Why is it, given all the prizes "The Artist" has won already — best picture from the Producers Guild; best actor for Jean Dujardin from the Screen Actors Guild and the Cannes film festival; seven awards, including best picture at the BAFTAs, the British Oscars, to name only the most obvious — that this film isn't always getting the respect it deserves? And what does it have that the inevitable naysayers are reluctant to acknowledge?
This film is a bit of a favorite for the best picture Oscar, but whether it will actually win is far from sure. But there's no doubt in my mind that it deserves all the awards it can get its hands on, including best picture.
It's not as if, frankly, the films that win best picture have inevitably been enduring classics whose power and beauty easily stand the scrutiny of posterity. Anyone eager to see "Crash" again? "American Beauty"? "Gandhi"? The list goes on, and it makes the timelessness that is one of "The Artist's" outstanding qualities look increasingly appealing.
"The Artist's" situation is even more perplexing when you realize it has a surprising number of the qualities whose absence critics of the award frequently lament.
Cynics complain, for instance, that Oscar voters always pick the same kinds of pictures for the top prize, which means that the award is so predictable you can tell at the start of the year which big-name-director films are going to be in the mix.
It should go without saying that a silent film made in Hollywood by a French team is not exactly business as usual for awards season or that absolutely no one saw this film coming when pre-season lists of potential Oscar favorites were made. So much for vive la difference.
One of the biggest raps against "The Artist" has been the notion that 2011 being a weak year for cinema is the reason for the silent film's preeminence. But if 2011 was truly a year without standouts, those earlier awards would have been spread all over the place instead of all going to "The Artist." A film with that much across-the-board support would have made an impact in any year, not just this one.
Grumbles are also heard that "The Artist" has been successful only because the Svengali-like powers of distributor Harvey Weinstein have somehow hypnotized the Hollywood community. The reality here is that, Weinstein's skill level notwithstanding, he can be such a polarizing figure in the business that one could argue that the film's success has come as much despite the man as because of him. Pre-Oscar maneuvering may persuade voters to actually look at a picture, but once seen every film is on its own.

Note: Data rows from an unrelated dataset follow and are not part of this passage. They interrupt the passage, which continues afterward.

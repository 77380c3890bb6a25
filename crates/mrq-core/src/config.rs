use serde::{Deserialize, Serialize};

use crate::types::{Objective, OptimizerMode};

/// One tunable dimension of the parameter search space
/// (`optimizer.ranges.{z,ma,profit,stop}`).
#[derive(Debug, Clone, Copy, Serialize, Deserialize)]
pub struct RangeConfig {
    pub min: f64,
    pub max: f64,
    pub step: f64,
}

/// The four search-space ranges the optimizer draws parameter sets from.
#[derive(Debug, Clone, Copy, Serialize, Deserialize)]
pub struct OptimizerRanges {
    pub z: RangeConfig,
    pub ma: RangeConfig,
    pub profit: RangeConfig,
    pub stop: RangeConfig,
}

impl Default for OptimizerRanges {
    fn default() -> Self {
        Self {
            z: RangeConfig { min: 1.5, max: 4.5, step: 0.1 },
            ma: RangeConfig { min: 2.0, max: 20.0, step: 2.0 },
            profit: RangeConfig { min: 1.0, max: 15.0, step: 0.5 },
            stop: RangeConfig { min: 1.0, max: 10.0, step: 0.5 },
        }
    }
}

#[derive(Debug, Clone, Copy, Serialize, Deserialize)]
pub struct EdaConfig {
    pub phase1_samples: usize,
    pub phase2_samples: usize,
    /// Fixes the RNG seed for both sampling phases when set, making the
    /// whole two-phase run reproducible. `None` draws from OS entropy.
    pub seed: Option<u64>,
}

impl Default for EdaConfig {
    fn default() -> Self {
        Self { phase1_samples: 20, phase2_samples: 10, seed: None }
    }
}

#[derive(Debug, Clone, Serialize, Deserialize)]
pub struct OptimizerConfig {
    pub mode: OptimizerMode,
    pub objective: Objective,
    pub eda: EdaConfig,
    pub ranges: OptimizerRanges,
    pub concurrency: usize,
    pub task_timeout_secs: u64,
    pub max_retries: u32,
}

impl Default for OptimizerConfig {
    fn default() -> Self {
        Self {
            mode: OptimizerMode::Grid,
            objective: Objective::Alpha,
            eda: EdaConfig::default(),
            ranges: OptimizerRanges::default(),
            concurrency: default_worker_slots(),
            task_timeout_secs: 600,
            max_retries: 2,
        }
    }
}

/// Default worker pool size: number of logical cores, capped at
/// 8, falling back to 4 if the platform can't report parallelism.
pub fn default_worker_slots() -> usize {
    std::thread::available_parallelism()
        .map(|n| n.get().min(8))
        .unwrap_or(4)
}

#[derive(Debug, Clone, Copy, Serialize, Deserialize)]
pub struct IngestConfig {
    pub batch_size: u32,
    pub chunk_days: i64,
    pub max_concurrent_symbols: usize,
    pub max_concurrent_chunks: usize,
    pub flush_batch: usize,
}

impl Default for IngestConfig {
    fn default() -> Self {
        Self {
            batch_size: 1000,
            chunk_days: 30,
            max_concurrent_symbols: 3,
            max_concurrent_chunks: 2,
            flush_batch: 5000,
        }
    }
}

#[derive(Debug, Clone, Copy, Serialize, Deserialize)]
pub struct RateLimitConfig {
    pub initial_delay_ms: u64,
    pub max_delay_ms: u64,
    pub window_ms: u64,
    pub max_requests_per_window: u32,
    pub max_retries: u32,
}

impl Default for RateLimitConfig {
    fn default() -> Self {
        Self {
            initial_delay_ms: 50,
            max_delay_ms: 2_000,
            window_ms: 60_000,
            max_requests_per_window: 1200,
            max_retries: 3,
        }
    }
}

#[derive(Debug, Clone, Copy, Serialize, Deserialize)]
pub struct WalkForwardConfig {
    pub window_months: u32,
    pub step_months: u32,
    pub interval_minutes: i64,
}

impl Default for WalkForwardConfig {
    fn default() -> Self {
        Self { window_months: 6, step_months: 3, interval_minutes: 5 }
    }
}

/// The full set of recognized configuration options, loaded from
/// a TOML file with environment-variable overlay. Constructed once in
/// `mrq-cli::main` and passed down by reference; never a hidden global.
#[derive(Debug, Clone, Serialize, Deserialize)]
pub struct EngineConfig {
    pub ingest: IngestConfig,
    pub ratelimit: RateLimitConfig,
    pub optimizer: OptimizerConfig,
    pub walk_forward: WalkForwardConfig,
}

impl Default for EngineConfig {
    fn default() -> Self {
        Self {
            ingest: IngestConfig::default(),
            ratelimit: RateLimitConfig::default(),
            optimizer: OptimizerConfig::default(),
            walk_forward: WalkForwardConfig::default(),
        }
    }
}

impl EngineConfig {
    /// Loads from a TOML file if present, else returns defaults. Callers
    /// apply environment-variable overrides afterward for any single knob
    /// that needs one (e.g. a rate-limit override read directly by
    /// `mrq-ingest`).
    pub fn load_from_path(path: &std::path::Path) -> crate::error::Result<Self> {
        if !path.exists() {
            return Ok(Self::default());
        }
        let raw = std::fs::read_to_string(path)?;
        toml::from_str(&raw).map_err(|e| crate::error::Error::InvalidInput(e.to_string()))
    }
}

There is, however, one quality that "The Artist" does lack. It's a quality that many Oscar winners, not to mention a number of this year's best picture candidates, have in abundance, and that is an off-putting sense of self-importance, a ponderousness that trumpets to the world the undying significance of what has been put on screen.
"The Artist," by way of contrast, has the grace to wear its considerably gifts lightly. Yes, it's got charismatic acting, a deft directorial hand, beautiful black and white cinematography, entrancing music plus a story that touches any number of emotional bases, but you never catch it breaking a sweat to convince you of its virtues. Its beating heart is Uggie, the Jack Russell terrier who stars as a dog who makes doing it all look like it's all in a day's work.
It's also possible that people who profess lack of enthusiasm for "The Artist" are really expressing dissatisfaction with the state of Hollywood as a whole, with the lack of quality adult films of the "Lawrence of Arabia" variety. I admire "Lawrence" as much as anyone, but in its absence arguing that "The Artist's" virtues are somehow insufficient is arguing against some of the things the movies do best.
Because it is silent, "The Artist," without pushing too hard, also makes a connection to Hollywood's often neglected and desecrated history. Prints of silent films were regularly physically destroyed once sound came in, and things had gotten so bad that when British film historian Kevin Brownlow came to Hollywood in the 1960s to talk to silent-film survivors for his monumental "The Parade's Gone By...," he found that many of them were embarrassed and apologetic about their participation in the medium.
In a similar way, today's Oscar voters frequently skirt the parallel danger of disregarding sophisticated and intelligent entertainments, considering them to be not as worthy of the best picture Oscar as more ostentatious, pretentious fare. Maybe you think every movie these days accomplishes what "The Artist" does. If you do, call to mind what you've seen in the past year, and think again.